Restate each record word for word, from the first to the last.

Source records below:

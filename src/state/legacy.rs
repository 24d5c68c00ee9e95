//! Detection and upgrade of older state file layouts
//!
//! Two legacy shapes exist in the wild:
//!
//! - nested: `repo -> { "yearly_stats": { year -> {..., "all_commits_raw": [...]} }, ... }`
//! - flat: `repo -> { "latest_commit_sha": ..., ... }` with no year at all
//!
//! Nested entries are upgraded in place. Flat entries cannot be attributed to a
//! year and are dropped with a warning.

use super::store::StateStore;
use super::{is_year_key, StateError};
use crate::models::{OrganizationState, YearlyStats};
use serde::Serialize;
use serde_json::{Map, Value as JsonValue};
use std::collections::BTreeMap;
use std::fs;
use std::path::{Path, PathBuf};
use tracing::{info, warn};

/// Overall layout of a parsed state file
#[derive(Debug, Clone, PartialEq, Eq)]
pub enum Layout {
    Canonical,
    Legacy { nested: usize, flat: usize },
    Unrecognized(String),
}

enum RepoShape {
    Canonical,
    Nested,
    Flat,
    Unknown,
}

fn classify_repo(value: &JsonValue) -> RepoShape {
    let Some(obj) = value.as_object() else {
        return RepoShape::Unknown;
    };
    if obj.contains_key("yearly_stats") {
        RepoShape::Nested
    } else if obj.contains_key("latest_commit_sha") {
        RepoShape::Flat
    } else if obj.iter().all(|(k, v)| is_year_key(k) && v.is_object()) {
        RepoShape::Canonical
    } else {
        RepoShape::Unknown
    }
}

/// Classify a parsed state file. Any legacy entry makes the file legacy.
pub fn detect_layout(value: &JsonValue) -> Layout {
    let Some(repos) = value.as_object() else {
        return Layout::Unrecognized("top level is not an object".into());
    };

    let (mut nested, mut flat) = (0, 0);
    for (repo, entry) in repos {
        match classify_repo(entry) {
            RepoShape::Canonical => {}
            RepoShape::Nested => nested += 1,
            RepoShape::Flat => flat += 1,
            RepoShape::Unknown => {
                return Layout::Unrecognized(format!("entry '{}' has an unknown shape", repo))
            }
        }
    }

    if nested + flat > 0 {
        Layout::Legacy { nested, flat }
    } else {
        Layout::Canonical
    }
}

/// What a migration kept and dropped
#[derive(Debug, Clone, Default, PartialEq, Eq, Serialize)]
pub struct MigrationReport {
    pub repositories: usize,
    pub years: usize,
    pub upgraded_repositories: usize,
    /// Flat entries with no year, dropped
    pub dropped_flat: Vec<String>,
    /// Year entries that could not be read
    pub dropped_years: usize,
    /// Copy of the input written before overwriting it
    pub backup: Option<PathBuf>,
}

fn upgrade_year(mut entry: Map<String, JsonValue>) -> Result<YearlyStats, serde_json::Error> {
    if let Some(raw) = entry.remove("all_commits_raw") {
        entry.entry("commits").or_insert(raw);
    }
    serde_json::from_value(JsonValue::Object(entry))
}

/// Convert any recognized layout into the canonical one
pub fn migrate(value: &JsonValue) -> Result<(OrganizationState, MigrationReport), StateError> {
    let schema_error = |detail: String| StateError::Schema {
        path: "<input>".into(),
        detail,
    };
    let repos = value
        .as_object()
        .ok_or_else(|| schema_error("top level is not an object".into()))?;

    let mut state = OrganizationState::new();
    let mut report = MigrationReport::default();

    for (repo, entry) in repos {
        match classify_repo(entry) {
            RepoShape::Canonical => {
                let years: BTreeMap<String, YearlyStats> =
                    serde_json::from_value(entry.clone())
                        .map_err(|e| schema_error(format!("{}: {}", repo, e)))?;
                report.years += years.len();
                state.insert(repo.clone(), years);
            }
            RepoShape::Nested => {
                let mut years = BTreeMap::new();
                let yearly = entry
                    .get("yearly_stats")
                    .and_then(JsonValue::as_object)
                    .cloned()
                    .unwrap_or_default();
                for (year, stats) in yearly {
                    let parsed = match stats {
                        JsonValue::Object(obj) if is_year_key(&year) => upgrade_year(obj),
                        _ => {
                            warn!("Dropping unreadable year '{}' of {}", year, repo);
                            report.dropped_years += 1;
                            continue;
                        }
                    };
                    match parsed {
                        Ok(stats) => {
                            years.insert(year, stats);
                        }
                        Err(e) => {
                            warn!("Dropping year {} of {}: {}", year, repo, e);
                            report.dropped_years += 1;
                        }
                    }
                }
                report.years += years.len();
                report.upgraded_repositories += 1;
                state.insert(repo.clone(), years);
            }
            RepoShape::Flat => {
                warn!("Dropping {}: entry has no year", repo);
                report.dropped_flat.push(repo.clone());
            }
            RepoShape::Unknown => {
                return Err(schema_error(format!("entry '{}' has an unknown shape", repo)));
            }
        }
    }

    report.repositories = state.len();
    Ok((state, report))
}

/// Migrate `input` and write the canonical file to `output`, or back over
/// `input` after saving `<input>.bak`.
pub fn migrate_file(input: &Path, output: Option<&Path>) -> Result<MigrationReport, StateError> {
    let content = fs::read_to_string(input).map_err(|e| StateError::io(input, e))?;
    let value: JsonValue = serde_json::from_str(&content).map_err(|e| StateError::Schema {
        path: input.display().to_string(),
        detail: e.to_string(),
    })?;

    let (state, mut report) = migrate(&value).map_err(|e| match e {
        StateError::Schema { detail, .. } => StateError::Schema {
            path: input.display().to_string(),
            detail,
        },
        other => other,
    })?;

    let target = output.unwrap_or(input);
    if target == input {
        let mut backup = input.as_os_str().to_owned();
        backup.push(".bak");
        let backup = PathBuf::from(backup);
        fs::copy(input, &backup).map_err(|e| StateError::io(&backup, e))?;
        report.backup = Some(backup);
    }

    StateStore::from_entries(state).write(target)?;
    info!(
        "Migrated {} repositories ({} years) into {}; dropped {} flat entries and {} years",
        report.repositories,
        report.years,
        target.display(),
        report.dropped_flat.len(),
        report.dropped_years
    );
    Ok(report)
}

End of Source records.

# Answer space
filename src/state/legacy.rs
repository 24d5c68c00ee9e95
//! Detection and upgrade of older state file layouts
//!
//! Two legacy shapes exist in the wild:
//!
//! - nested: `repo -> { "yearly_stats": { year -> {..., "all_commits_raw": [...]} }, ... }`
//! - flat: `repo -> { "latest_commit_sha": ..., ... }` with no year at all
//!
//! Nested entries are upgraded in place. Flat entries cannot be attributed to a
//! year and are dropped with a warning.

use super::store::StateStore;
use super::{is_year_key, StateError};
use crate::models::{OrganizationState, YearlyStats};
use serde::Serialize;
use serde_json::{Map, Value as JsonValue};
use std::collections::BTreeMap;
use std::fs;
use std::path::{Path, PathBuf};
use tracing::{info, warn};

/// Overall layout of a parsed state file
#[derive(Debug, Clone, PartialEq, Eq)]
pub enum Layout {
    Canonical,
    Legacy { nested: usize, flat: usize },
    Unrecognized(String),
}

enum RepoShape {
    Canonical,
    Nested,
    Flat,
    Unknown,
}

fn classify_repo(value: &JsonValue) -> RepoShape {
    let Some(obj) = value.as_object() else {
        return RepoShape::Unknown;
    };
    if obj.contains_key("yearly_stats") {
        RepoShape::Nested
    } else if obj.contains_key("latest_commit_sha") {
        RepoShape::Flat
    } else if obj.iter().all(|(k, v)| is_year_key(k) && v.is_object()) {
        RepoShape::Canonical
    } else {
        RepoShape::Unknown
    }
}

/// Classify a parsed state file. Any legacy entry makes the file legacy.
pub fn detect_layout(value: &JsonValue) -> Layout {
    let Some(repos) = value.as_object() else {
        return Layout::Unrecognized("top level is not an object".into());
    };

    let (mut nested, mut flat) = (0, 0);
    for (repo, entry) in repos {
        match classify_repo(entry) {
            RepoShape::Canonical => {}
            RepoShape::Nested => nested += 1,
            RepoShape::Flat => flat += 1,
            RepoShape::Unknown => {
                return Layout::Unrecognized(format!("entry '{}' has an unknown shape", repo))
            }
        }
    }

    if nested + flat > 0 {
        Layout::Legacy { nested, flat }
    } else {
        Layout::Canonical
    }
}

/// What a migration kept and dropped
#[derive(Debug, Clone, Default, PartialEq, Eq, Serialize)]
pub struct MigrationReport {
    pub repositories: usize,
    pub years: usize,
    pub upgraded_repositories: usize,
    /// Flat entries with no year, dropped
    pub dropped_flat: Vec<String>,
    /// Year entries that could not be read
    pub dropped_years: usize,
    /// Copy of the input written before overwriting it
    pub backup: Option<PathBuf>,
}

fn upgrade_year(mut entry: Map<String, JsonValue>) -> Result<YearlyStats, serde_json::Error> {
    if let Some(raw) = entry.remove("all_commits_raw") {
        entry.entry("commits").or_insert(raw);
    }
    serde_json::from_value(JsonValue::Object(entry))
}

/// Convert any recognized layout into the canonical one
pub fn migrate(value: &JsonValue) -> Result<(OrganizationState, MigrationReport), StateError> {
    let schema_error = |detail: String| StateError::Schema {
        path: "<input>".into(),
        detail,
    };
    let repos = value
        .as_object()
        .ok_or_else(|| schema_error("top level is not an object".into()))?;

    let mut state = OrganizationState::new();
    let mut report = MigrationReport::default();

    for (repo, entry) in repos {
        match classify_repo(entry) {
            RepoShape::Canonical => {
                let years: BTreeMap<String, YearlyStats> =
                    serde_json::from_value(entry.clone())
                        .map_err(|e| schema_error(format!("{}: {}", repo, e)))?;
                report.years += years.len();
                state.insert(repo.clone(), years);
            }
            RepoShape::Nested => {
                let mut years = BTreeMap::new();
                let yearly = entry
                    .get("yearly_stats")
                    .and_then(JsonValue::as_object)
                    .cloned()
                    .unwrap_or_default();
                for (year, stats) in yearly {
                    let parsed = match stats {
                        JsonValue::Object(obj) if is_year_key(&year) => upgrade_year(obj),
                        _ => {
                            warn!("Dropping unreadable year '{}' of {}", year, repo);
                            report.dropped_years += 1;
                            continue;
                        }
                    };
                    match parsed {
                        Ok(stats) => {
                            years.insert(year, stats);
                        }
                        Err(e) => {
                            warn!("Dropping year {} of {}: {}", year, repo, e);
                            report.dropped_years += 1;
                        }
                    }
                }
                report.years += years.len();
                report.upgraded_repositories += 1;
                state.insert(repo.clone(), years);
            }
            RepoShape::Flat => {
                warn!("Dropping {}: entry has no year", repo);
                report.dropped_flat.push(repo.clone());
            }
            RepoShape::Unknown => {
                return Err(schema_error(format!("entry '{}' has an unknown shape", repo)));
            }
        }
    }

    report.repositories = state.len();
    Ok((state, report))
}

/// Migrate `input` and write the canonical file to `output`, or back over
/// `input` after saving `<input>.bak`.
pub fn migrate_file(input: &Path, output: Option<&Path>) -> Result<MigrationReport, StateError> {
    let content = fs::read_to_string(input).map_err(|e| StateError::io(input, e))?;
    let value: JsonValue = serde_json::from_str(&content).map_err(|e| StateError::Schema {
        path: input.display().to_string(),
        detail: e.to_string(),
    })?;

    let (state, mut report) = migrate(&value).map_err(|e| match e {
        StateError::Schema { detail, .. } => StateError::Schema {
            path: input.display().to_string(),
            detail,
        },
        other => other,
    })?;

    let target = output.unwrap_or(input);
    if target == input {
        let mut backup = input.as_os_str().to_owned();
        backup.push(".bak");
        let backup = PathBuf::from(backup);
        fs::copy(input, &backup).map_err(|e| StateError::io(&backup, e))?;
        report.backup = Some(backup);
    }

    StateStore::from_entries(state).write(target)?;
    info!(
        "Migrated {} repositories ({} years) into {}; dropped {} flat entries and {} years",
        report.repositories,
        report.years,
        target.display(),
        report.dropped_flat.len(),
        report.dropped_years
    );
    Ok(report)
}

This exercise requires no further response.